Faithful CBM - Building Faithful and Interpretable Deep Neural Network models

Abstract

Deep neural networks’ black-box nature raises concerns about interpretability in critical applications. While recent Concept Bottleneck Models (CBMs) using Vision-Language Models have improved transparency, they struggle with concept prediction accuracy and faithfulness. We propose an expert-in-the-loop framework with three key innovations:

A refined concept generation method with standardized cross-class concepts
A novel faithfulness measurement comparing spatial attribution maps with GroundingDINO bounding boxes
Fine-tuning concept neurons with saliency loss

IoU: 0.111→0.580, saliency ratio: 0.600→2.866

Our method significantly improves the model’s spatial faithfulness while maintaining comparable accuracy.

Background

Concept Bottleneck Models (CBMs)

Concept Bottleneck Model

Concept Bottleneck Models address lack of transparency in deep neural networks by introducing a concept bottleneck layer (CBL) before the final output layer that captures human-interpretable concepts. Instead of making predictions directly from raw data, the model identifies familiar concepts first—such as “wheels” and “headlights” in an image of a car—and then uses these concepts to reach its final decision.

This approach:

Enhances transparency
Allows non-experts to understand model reasoning
Fosters greater trust in AI systems

Recent Advancements and Limitations

Recent research has explored using Vision-Language Models (VLMs) as an alternative to human-created annotations:

Large Language Models (LLMs) generate concept sets
Vision-Language Models annotate datasets with concept activations

Despite progress, these approaches face limitations:

Inaccurate concept prediction
Automatic Concept Correction may cause concept neurons to fit to class rather than concept

FaithfulCBM

Our proposed framework addresses the limitations of previous works with three key innovations:

Previous methods generated concepts by prompting LLMs to “list the most important features for recognizing something as a {class}.” We identified several issues with this approach:

Non-visual concepts were incorrectly included (e.g., “fast, erratic flight patterns”)
Concept lists were not comprehensive enough
Semantically identical concepts had inconsistent wording across classes

Our solution:

For CUB200, we developed an automatic attribute framework with 22 bird attributes (head color, pattern, bill color, etc.)
Used few-shot learning to guide GPT-4 toward desired concept types
For critical applications, expert knowledge can refine LLM-generated concepts

GPT prompt

2. Faithfulness Measurement

measurement diagram

We measure faithfulness with attribution map and GroundingDINO bounding boxes alignment:

For a concept neuron, find top k activating images
Use GroundingDINO to annotate images with the target concept
Use attribution methods like GradCAM to obtain saliency maps

We compute three key statistics:

IoU: Intersection over Union score between bounding box and area with top 30% saliency
Saliency ratio: Average saliency inside bounding box vs. outside
% Saliency captured: Sum of saliency inside bounding box as percentage of total

3. Fine-tuning with Saliency Loss

In addition to Binary Cross Entropy (BCE) loss for multi-label prediction, we defined a saliency loss to ensure concept neurons focus on correct image regions:

Saliency Loss = RELU(saliency outside bboxes - saliency inside bboxes + 0.5)
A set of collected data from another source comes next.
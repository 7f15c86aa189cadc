//! JSON POST with retry and exponential backoff, shared by the embedding
//! and chat providers.
//!
//! - HTTP 429 (rate limited) and 5xx (server error) → retry
//! - HTTP 4xx (client error, not 429) → fail immediately
//! - Network errors → retry
//! - Backoff: 1s, 2s, 4s, 8s, 16s, 32s (capped at 2^5)

use anyhow::{bail, Result};
use reqwest::{Client, StatusCode};
use serde::Serialize;
use std::time::Duration;
use tracing::debug;

pub(crate) fn build_client(timeout_secs: u64) -> Result<Client> {
    Ok(Client::builder()
        .timeout(Duration::from_secs(timeout_secs))
        .build()?)
}

pub(crate) fn backoff_delay(attempt: u32) -> Duration {
    Duration::from_secs(1 << attempt.saturating_sub(1).min(5))
}

fn is_retryable(status: StatusCode) -> bool {
    status == StatusCode::TOO_MANY_REQUESTS || status.is_server_error()
}

/// POST `body` to `url` and return the decoded JSON response.
///
/// `label` names the service in error messages (e.g. `"OpenAI"`).
pub(crate) async fn post_json<B: Serialize + ?Sized>(
    client: &Client,
    url: &str,
    bearer: Option<&str>,
    body: &B,
    max_retries: u32,
    label: &str,
) -> Result<serde_json::Value> {
    let mut last_err = None;

    for attempt in 0..=max_retries {
        if attempt > 0 {
            let delay = backoff_delay(attempt);
            debug!(attempt, ?delay, service = label, "retrying request");
            tokio::time::sleep(delay).await;
        }

        let mut request = client.post(url).json(body);
        if let Some(key) = bearer {
            request = request.bearer_auth(key);
        }

        match request.send().await {
            Ok(response) => {
                let status = response.status();

                if status.is_success() {
                    return Ok(response.json().await?);
                }

                let body_text = response.text().await.unwrap_or_default();
                if is_retryable(status) {
                    last_err = Some(anyhow::anyhow!(
                        "{} API error {}: {}",
                        label,
                        status,
                        body_text
                    ));
                    continue;
                }

                bail!("{} API error {}: {}", label, status, body_text);
            }
            Err(e) => {
                last_err = Some(anyhow::anyhow!(
                    "{} connection error ({}): {}",
                    label,
                    url,
                    e
                ));
            }
        }
    }

    Err(last_err.unwrap_or_else(|| anyhow::anyhow!("{} request failed after retries", label)))
}
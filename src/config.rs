//! TOML configuration.
//!
//! Every section except `[knowledge]` is optional and defaults to the
//! pipeline's reference constants (0.6 similarity threshold, 250/1500
//! chunk bounds, dense k=5 / sparse k=10, 0.7/0.3 fusion weights, top 4
//! reranked chunks into the answer context).

use anyhow::{bail, Context, Result};
use serde::Deserialize;
use std::path::{Path, PathBuf};
use std::time::Duration;

use sitesage_core::category::{CategoryRule, CategoryRules};
use sitesage_core::chunk::{ChunkingParams, MAX_CHARS, MIN_CHUNK_CHARS, SIMILARITY_THRESHOLD};
use sitesage_core::retrieve::{
    RetrievalParams, DENSE_K, DENSE_WEIGHT, RANK_CONSTANT, SPARSE_K, SPARSE_WEIGHT,
};

#[derive(Debug, Deserialize, Clone)]
pub struct Config {
    #[serde(default)]
    pub assistant: AssistantConfig,
    pub knowledge: KnowledgeConfig,
    #[serde(default)]
    pub chunking: ChunkingConfig,
    #[serde(default)]
    pub retrieval: RetrievalConfig,
    #[serde(default)]
    pub embedding: EmbeddingConfig,
    #[serde(default)]
    pub rerank: ModelConfig,
    #[serde(default)]
    pub generation: ModelConfig,
    #[serde(default)]
    pub server: ServerConfig,
    /// Replaces the built-in URL category table when non-empty.
    #[serde(default)]
    pub categories: Vec<CategoryRule>,
}

impl Config {
    pub fn category_rules(&self) -> CategoryRules {
        if self.categories.is_empty() {
            CategoryRules::default()
        } else {
            CategoryRules::new(self.categories.clone())
        }
    }
}

#[derive(Debug, Deserialize, Clone)]
pub struct AssistantConfig {
    #[serde(default = "default_company_name")]
    pub company_name: String,
}

impl Default for AssistantConfig {
    fn default() -> Self {
        Self {
            company_name: default_company_name(),
        }
    }
}

fn default_company_name() -> String {
    "our company".to_string()
}

#[derive(Debug, Deserialize, Clone)]
pub struct KnowledgeConfig {
    /// Knowledge file: written by `sage build`, loaded at startup.
    pub path: PathBuf,
    /// Extracted pages consumed by `sage build`.
    #[serde(default)]
    pub pages_path: Option<PathBuf>,
}

#[derive(Debug, Deserialize, Clone)]
pub struct ChunkingConfig {
    #[serde(default = "default_similarity_threshold")]
    pub similarity_threshold: f32,
    #[serde(default = "default_min_chunk_chars")]
    pub min_chunk_chars: usize,
    #[serde(default = "default_max_chars")]
    pub max_chars: usize,
}

impl Default for ChunkingConfig {
    fn default() -> Self {
        Self {
            similarity_threshold: default_similarity_threshold(),
            min_chunk_chars: default_min_chunk_chars(),
            max_chars: default_max_chars(),
        }
    }
}

impl ChunkingConfig {
    pub fn params(&self) -> ChunkingParams {
        ChunkingParams {
            similarity_threshold: self.similarity_threshold,
            min_chunk_chars: self.min_chunk_chars,
            max_chars: self.max_chars,
        }
    }
}

fn default_similarity_threshold() -> f32 {
    SIMILARITY_THRESHOLD
}
fn default_min_chunk_chars() -> usize {
    MIN_CHUNK_CHARS
}
fn default_max_chars() -> usize {
    MAX_CHARS
}

#[derive(Debug, Deserialize, Clone)]
pub struct RetrievalConfig {
    #[serde(default = "default_dense_k")]
    pub dense_k: usize,
    #[serde(default = "default_sparse_k")]
    pub sparse_k: usize,
    #[serde(default = "default_dense_weight")]
    pub dense_weight: f64,
    #[serde(default = "default_sparse_weight")]
    pub sparse_weight: f64,
    #[serde(default = "default_rank_constant")]
    pub rank_constant: f64,
    /// Reranked candidates passed into the answer context.
    #[serde(default = "default_context_limit")]
    pub context_limit: usize,
}

impl Default for RetrievalConfig {
    fn default() -> Self {
        Self {
            dense_k: default_dense_k(),
            sparse_k: default_sparse_k(),
            dense_weight: default_dense_weight(),
            sparse_weight: default_sparse_weight(),
            rank_constant: default_rank_constant(),
            context_limit: default_context_limit(),
        }
    }
}

impl RetrievalConfig {
    pub fn params(&self) -> RetrievalParams {
        RetrievalParams {
            dense_k: self.dense_k,
            sparse_k: self.sparse_k,
            dense_weight: self.dense_weight,
            sparse_weight: self.sparse_weight,
            rank_constant: self.rank_constant,
        }
    }
}

fn default_dense_k() -> usize {
    DENSE_K
}
fn default_sparse_k() -> usize {
    SPARSE_K
}
fn default_dense_weight() -> f64 {
    DENSE_WEIGHT
}
fn default_sparse_weight() -> f64 {
    SPARSE_WEIGHT
}
fn default_rank_constant() -> f64 {
    RANK_CONSTANT
}
fn default_context_limit() -> usize {
    4
}

#[derive(Debug, Deserialize, Clone)]
pub struct EmbeddingConfig {
    #[serde(default = "default_embedding_provider")]
    pub provider: String,
    #[serde(default)]
    pub model: Option<String>,
    #[serde(default)]
    pub dims: Option<usize>,
    /// Base URL for the Ollama provider.
    #[serde(default)]
    pub url: Option<String>,
    #[serde(default = "default_batch_size")]
    pub batch_size: usize,
    #[serde(default = "default_max_retries")]
    pub max_retries: u32,
    #[serde(default = "default_embedding_timeout_secs")]
    pub timeout_secs: u64,
}

impl Default for EmbeddingConfig {
    fn default() -> Self {
        Self {
            provider: default_embedding_provider(),
            model: None,
            dims: None,
            url: None,
            batch_size: default_batch_size(),
            max_retries: default_max_retries(),
            timeout_secs: default_embedding_timeout_secs(),
        }
    }
}

fn default_embedding_provider() -> String {
    "local".to_string()
}
fn default_batch_size() -> usize {
    64
}
fn default_max_retries() -> u32 {
    5
}
fn default_embedding_timeout_secs() -> u64 {
    30
}

/// Per-call timeout for `[rerank]` when the section leaves it unset.
pub const RERANK_TIMEOUT_SECS: u64 = 20;
/// Per-call timeout for `[generation]` when the section leaves it unset.
pub const GENERATION_TIMEOUT_SECS: u64 = 45;

/// A chat model used for reranking or answer generation.
#[derive(Debug, Deserialize, Clone)]
pub struct ModelConfig {
    /// `openai` (any OpenAI-compatible endpoint) or `ollama`.
    #[serde(default = "default_chat_provider")]
    pub provider: String,
    #[serde(default = "default_chat_model")]
    pub model: String,
    /// Base URL. Defaults to `https://api.openai.com/v1` for `openai`
    /// and `http://localhost:11434` for `ollama`.
    #[serde(default)]
    pub url: Option<String>,
    /// Environment variable holding the API key.
    #[serde(default = "default_api_key_env")]
    pub api_key_env: String,
    #[serde(default)]
    pub temperature: f32,
    /// Filled with the stage default by [`parse_config`] when unset.
    #[serde(default)]
    pub timeout_secs: Option<u64>,
    /// Retries for 429/5xx/network errors, within `timeout_secs`.
    #[serde(default = "default_chat_retries")]
    pub max_retries: u32,
}

fn default_chat_provider() -> String {
    "openai".to_string()
}
fn default_api_key_env() -> String {
    "OPENAI_API_KEY".to_string()
}
fn default_chat_model() -> String {
    "gpt-4o-mini".to_string()
}
fn default_chat_retries() -> u32 {
    2
}

impl Default for ModelConfig {
    fn default() -> Self {
        Self {
            provider: default_chat_provider(),
            model: default_chat_model(),
            url: None,
            api_key_env: default_api_key_env(),
            temperature: 0.0,
            timeout_secs: None,
            max_retries: default_chat_retries(),
        }
    }
}

impl ModelConfig {
    pub fn timeout(&self) -> Duration {
        Duration::from_secs(self.timeout_secs.unwrap_or(GENERATION_TIMEOUT_SECS))
    }
}

#[derive(Debug, Deserialize, Clone)]
pub struct ServerConfig {
    #[serde(default = "default_bind")]
    pub bind: String,
}

impl Default for ServerConfig {
    fn default() -> Self {
        Self {
            bind: default_bind(),
        }
    }
}

fn default_bind() -> String {
    "127.0.0.1:8000".to_string()
}

pub fn load_config(path: &Path) -> Result<Config> {
    let content = std::fs::read_to_string(path)
        .with_context(|| format!("Failed to read config file: {}", path.display()))?;
    parse_config(&content)
}

/// Parse and validate a configuration document.
pub fn parse_config(content: &str) -> Result<Config> {
    let mut config: Config =
        toml::from_str(content).with_context(|| "Failed to parse config file")?;
    config.rerank.timeout_secs.get_or_insert(RERANK_TIMEOUT_SECS);
    config.generation.timeout_secs.get_or_insert(GENERATION_TIMEOUT_SECS);

    // Validate chunking
    let chunking = &config.chunking;
    if chunking.max_chars == 0 {
        bail!("chunking.max_chars must be > 0");
    }
    if chunking.min_chunk_chars > chunking.max_chars {
        bail!("chunking.min_chunk_chars must be <= chunking.max_chars");
    }
    if !(-1.0..=1.0).contains(&chunking.similarity_threshold) {
        bail!("chunking.similarity_threshold must be in [-1.0, 1.0]");
    }

    // Validate retrieval
    let retrieval = &config.retrieval;
    if retrieval.dense_k == 0 || retrieval.sparse_k == 0 {
        bail!("retrieval.dense_k and retrieval.sparse_k must be >= 1");
    }
    if retrieval.context_limit == 0 {
        bail!("retrieval.context_limit must be >= 1");
    }
    if retrieval.dense_weight < 0.0 || retrieval.sparse_weight < 0.0 {
        bail!("retrieval weights must be non-negative");
    }
    if retrieval.dense_weight + retrieval.sparse_weight <= 0.0 {
        bail!("retrieval.dense_weight and retrieval.sparse_weight cannot both be 0");
    }
    if retrieval.rank_constant < 0.0 {
        bail!("retrieval.rank_constant must be >= 0");
    }

    // Validate embedding
    match config.embedding.provider.as_str() {
        "openai" | "ollama" => {
            if config.embedding.model.is_none() {
                bail!(
                    "embedding.model must be specified when provider is '{}'",
                    config.embedding.provider
                );
            }
        }
        "local" => {}
        other => bail!(
            "Unknown embedding provider: '{}'. Must be openai, ollama, or local.",
            other
        ),
    }
    if config.embedding.batch_size == 0 {
        bail!("embedding.batch_size must be > 0");
    }
    if config.embedding.timeout_secs == 0 {
        bail!("embedding.timeout_secs must be > 0");
    }

    // Validate chat models
    for (section, model) in [("rerank", &config.rerank), ("generation", &config.generation)] {
        match model.provider.as_str() {
            "openai" | "ollama" => {}
            other => bail!(
                "Unknown {} provider: '{}'. Must be openai or ollama.",
                section,
                other
            ),
        }
        if model.model.trim().is_empty() {
            bail!("{}.model must not be empty", section);
        }
        if model.timeout_secs == Some(0) {
            bail!("{}.timeout_secs must be > 0", section);
        }
    }

    Ok(config)
}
This loss helps concept neurons pay attention to the intended visual features rather than fitting to class-specific patterns.

Experiments

We conducted experiments on the CUB200 and Places365 datasets to evaluate our framework.

When comparing overall metrics between original and refined concept sets for mutual concepts, faithfulness improved:

Metric	Original concepts	Refined concepts
IoU	0.204	0.207
Saliency ratio	1.185	1.235
% Saliency capture	0.232	0.254

image counts

We discovered a correlation between the number of training images and concept faithfulness. In the refined concept set, each concept was trained with 144 images on average (compared to 60 in the original set), leading to more faithful learning of the part. For example, the concept “brown wings” was originally fitting to a single bird class, but after refinement, the top activating images contain birds with brown wings from multiple classes.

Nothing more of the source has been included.